▸ **ASSIGNMENT**
How many of the lines below contain the word "usize"? Only the number is wanted.

..........

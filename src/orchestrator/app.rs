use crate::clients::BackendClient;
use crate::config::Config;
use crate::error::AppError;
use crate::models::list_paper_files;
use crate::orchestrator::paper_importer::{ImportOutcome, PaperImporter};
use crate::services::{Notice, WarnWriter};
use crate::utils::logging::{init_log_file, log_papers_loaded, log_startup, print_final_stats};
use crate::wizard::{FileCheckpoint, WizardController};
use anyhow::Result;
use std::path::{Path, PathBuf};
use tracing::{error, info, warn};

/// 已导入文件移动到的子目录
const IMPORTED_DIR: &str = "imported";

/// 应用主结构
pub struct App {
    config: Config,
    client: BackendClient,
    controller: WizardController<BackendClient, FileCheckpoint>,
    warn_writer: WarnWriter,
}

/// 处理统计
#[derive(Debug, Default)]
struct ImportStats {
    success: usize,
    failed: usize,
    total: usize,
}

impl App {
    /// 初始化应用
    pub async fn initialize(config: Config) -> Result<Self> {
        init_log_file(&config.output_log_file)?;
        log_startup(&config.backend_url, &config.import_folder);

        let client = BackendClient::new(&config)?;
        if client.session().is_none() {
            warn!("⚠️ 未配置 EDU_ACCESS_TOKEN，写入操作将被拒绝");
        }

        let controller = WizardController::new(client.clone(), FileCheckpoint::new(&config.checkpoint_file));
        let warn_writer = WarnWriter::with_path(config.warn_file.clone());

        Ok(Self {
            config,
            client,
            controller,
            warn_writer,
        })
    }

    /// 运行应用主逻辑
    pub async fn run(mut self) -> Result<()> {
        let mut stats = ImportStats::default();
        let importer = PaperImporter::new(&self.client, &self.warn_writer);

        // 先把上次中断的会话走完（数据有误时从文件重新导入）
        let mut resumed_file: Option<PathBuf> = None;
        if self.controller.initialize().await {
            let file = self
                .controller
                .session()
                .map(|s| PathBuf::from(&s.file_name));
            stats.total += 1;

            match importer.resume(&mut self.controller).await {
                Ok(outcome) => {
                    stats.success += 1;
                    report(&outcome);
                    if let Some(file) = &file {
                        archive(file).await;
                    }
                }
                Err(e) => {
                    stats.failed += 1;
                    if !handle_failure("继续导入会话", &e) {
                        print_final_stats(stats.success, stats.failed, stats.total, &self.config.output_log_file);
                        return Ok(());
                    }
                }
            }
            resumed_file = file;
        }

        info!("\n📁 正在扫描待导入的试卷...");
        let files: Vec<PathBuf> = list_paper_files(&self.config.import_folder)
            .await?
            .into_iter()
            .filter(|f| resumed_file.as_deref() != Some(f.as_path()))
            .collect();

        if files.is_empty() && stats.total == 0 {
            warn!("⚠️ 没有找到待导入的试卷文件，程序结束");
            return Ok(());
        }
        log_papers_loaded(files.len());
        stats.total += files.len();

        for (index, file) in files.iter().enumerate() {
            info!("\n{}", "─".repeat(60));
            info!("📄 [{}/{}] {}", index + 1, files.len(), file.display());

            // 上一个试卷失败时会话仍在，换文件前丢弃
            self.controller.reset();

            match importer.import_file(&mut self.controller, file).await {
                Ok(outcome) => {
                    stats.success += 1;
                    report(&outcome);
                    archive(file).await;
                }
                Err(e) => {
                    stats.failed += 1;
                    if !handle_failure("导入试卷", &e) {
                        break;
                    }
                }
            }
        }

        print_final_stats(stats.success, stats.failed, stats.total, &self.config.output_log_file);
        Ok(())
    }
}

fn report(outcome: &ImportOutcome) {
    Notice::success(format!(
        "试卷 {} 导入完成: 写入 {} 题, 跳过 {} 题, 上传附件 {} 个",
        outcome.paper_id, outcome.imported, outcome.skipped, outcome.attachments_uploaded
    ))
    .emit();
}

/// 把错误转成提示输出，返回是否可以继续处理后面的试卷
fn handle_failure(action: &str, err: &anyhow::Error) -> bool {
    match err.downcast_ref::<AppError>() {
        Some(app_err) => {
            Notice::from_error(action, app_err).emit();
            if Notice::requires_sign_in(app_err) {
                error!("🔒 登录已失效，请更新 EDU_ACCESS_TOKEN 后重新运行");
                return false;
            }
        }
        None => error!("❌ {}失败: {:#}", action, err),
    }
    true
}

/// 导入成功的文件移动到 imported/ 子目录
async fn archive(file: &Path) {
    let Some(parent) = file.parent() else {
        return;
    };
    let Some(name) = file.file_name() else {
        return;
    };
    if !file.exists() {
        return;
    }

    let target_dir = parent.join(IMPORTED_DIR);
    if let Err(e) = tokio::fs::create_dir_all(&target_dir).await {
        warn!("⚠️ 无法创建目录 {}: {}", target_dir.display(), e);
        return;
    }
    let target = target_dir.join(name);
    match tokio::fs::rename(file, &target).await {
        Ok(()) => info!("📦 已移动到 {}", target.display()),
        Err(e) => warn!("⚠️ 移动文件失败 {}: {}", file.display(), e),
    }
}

..........

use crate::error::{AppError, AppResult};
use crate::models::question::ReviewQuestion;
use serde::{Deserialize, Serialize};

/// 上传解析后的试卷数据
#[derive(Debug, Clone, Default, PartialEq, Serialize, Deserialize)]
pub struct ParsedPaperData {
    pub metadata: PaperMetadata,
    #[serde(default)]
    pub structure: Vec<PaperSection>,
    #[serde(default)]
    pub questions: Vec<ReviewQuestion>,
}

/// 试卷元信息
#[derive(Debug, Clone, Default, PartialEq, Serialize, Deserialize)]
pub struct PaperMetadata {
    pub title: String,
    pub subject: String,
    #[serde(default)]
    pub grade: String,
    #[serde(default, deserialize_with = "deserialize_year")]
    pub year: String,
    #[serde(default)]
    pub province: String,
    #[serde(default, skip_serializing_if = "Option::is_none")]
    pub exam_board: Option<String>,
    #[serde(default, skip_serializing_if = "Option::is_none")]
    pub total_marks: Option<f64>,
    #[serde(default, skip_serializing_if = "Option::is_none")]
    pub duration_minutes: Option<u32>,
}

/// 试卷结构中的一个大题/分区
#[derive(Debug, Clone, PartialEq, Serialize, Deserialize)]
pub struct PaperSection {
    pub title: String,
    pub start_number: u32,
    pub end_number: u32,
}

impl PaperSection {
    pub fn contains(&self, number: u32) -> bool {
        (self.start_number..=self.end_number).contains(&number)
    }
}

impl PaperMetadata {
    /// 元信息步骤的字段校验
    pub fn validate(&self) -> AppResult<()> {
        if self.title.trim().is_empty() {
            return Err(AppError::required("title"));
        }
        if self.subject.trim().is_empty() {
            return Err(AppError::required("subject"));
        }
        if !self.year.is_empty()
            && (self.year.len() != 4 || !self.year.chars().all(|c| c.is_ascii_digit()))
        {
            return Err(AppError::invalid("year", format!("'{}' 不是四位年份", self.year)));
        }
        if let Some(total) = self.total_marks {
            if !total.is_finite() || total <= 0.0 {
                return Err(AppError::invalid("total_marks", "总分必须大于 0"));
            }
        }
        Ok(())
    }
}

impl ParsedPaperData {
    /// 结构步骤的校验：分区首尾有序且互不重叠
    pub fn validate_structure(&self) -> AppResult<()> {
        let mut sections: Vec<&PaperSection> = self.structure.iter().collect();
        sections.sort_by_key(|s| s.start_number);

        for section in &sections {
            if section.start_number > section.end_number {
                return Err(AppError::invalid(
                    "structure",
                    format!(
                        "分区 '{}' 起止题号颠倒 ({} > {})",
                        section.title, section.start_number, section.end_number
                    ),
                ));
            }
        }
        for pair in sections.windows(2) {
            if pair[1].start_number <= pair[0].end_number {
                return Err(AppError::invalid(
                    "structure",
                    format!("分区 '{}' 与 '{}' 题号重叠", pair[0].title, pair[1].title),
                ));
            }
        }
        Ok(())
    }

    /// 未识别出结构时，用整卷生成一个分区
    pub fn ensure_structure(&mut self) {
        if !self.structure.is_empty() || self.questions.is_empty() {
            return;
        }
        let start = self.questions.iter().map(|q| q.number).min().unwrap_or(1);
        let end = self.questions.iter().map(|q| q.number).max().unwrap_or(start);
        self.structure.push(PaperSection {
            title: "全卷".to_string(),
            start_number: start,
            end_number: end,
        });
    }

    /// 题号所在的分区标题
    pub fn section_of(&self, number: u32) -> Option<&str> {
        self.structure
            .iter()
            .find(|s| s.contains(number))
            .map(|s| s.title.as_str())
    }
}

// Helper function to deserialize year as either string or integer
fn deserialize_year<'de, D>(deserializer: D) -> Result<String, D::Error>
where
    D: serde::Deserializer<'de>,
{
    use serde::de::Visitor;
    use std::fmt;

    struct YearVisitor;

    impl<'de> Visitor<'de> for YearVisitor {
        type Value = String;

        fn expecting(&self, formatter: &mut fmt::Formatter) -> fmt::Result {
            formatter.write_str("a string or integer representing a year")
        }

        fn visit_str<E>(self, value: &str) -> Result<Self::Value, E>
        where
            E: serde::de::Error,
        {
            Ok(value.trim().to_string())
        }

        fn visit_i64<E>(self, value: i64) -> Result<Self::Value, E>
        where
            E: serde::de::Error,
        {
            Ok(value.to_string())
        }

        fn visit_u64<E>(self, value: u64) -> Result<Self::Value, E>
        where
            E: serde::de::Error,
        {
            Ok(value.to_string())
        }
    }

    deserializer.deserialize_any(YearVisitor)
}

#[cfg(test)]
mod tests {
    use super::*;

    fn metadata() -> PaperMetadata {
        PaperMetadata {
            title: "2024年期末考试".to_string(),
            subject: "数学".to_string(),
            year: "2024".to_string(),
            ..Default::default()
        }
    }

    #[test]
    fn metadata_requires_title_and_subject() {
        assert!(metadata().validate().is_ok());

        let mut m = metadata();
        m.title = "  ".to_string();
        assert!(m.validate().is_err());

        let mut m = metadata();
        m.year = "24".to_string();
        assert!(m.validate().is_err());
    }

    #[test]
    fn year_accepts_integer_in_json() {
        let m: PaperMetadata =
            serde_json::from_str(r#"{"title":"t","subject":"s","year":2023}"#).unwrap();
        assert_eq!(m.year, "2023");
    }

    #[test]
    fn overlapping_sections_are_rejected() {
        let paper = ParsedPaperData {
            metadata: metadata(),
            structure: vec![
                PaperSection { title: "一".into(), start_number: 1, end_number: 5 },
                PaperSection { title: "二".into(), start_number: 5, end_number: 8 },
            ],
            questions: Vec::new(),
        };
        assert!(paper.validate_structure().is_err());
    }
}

..........

▸ **RESULT OF THE EXERCISE**
3